(Entries taken from a collection)
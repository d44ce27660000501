mod audio;
mod bank;
mod clock;
mod pattern;
mod tempo;
mod track;

pub use audio::{AudioArc, resample_audio_arc};
pub use bank::{RateMismatch, SampleBank, SampleSlot};
pub use clock::{Clock, Tick, firing_tracks, next_step};
pub use pattern::{Pattern, PatternError, Row};
pub use tempo::{DEFAULT_BPM, MAX_BPM, MIN_BPM, Tempo, frames_for};
pub use track::{Track, TrackId, db_to_gain, default_kit};

/// Steps in one bar: sixteenth notes of a 4/4 bar.
pub const STEP_COUNT: usize = 16;
pub const STEPS_PER_BEAT: u32 = 4;
pub const BEATS_PER_BAR: u32 = 4;

/// Transport commands sent to the live engine.
#[derive(Debug, Clone, Copy, PartialEq)]
pub enum Command {
    /// Start from the top of the bar, `lead_frames` after the command is seen.
    Play { lead_frames: u64 },
    /// Halt future ticks. Sounding samples ring out.
    Stop,
    SetTempo(Tempo),
}

/// Notifications from the live engine. Advisory only.
#[derive(Debug, Clone, Copy, PartialEq, Eq)]
pub enum Status {
    /// Step just fired, or `None` once stopped.
    Cursor(Option<usize>),
    /// A tick wanted this track but its sample was not loaded.
    SampleSkipped(TrackId),
}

What you have to do: Pull each line containing the word "engine" out of the data above.

Solution for this task:
/// Transport commands sent to the live engine.
/// Notifications from the live engine. Advisory only.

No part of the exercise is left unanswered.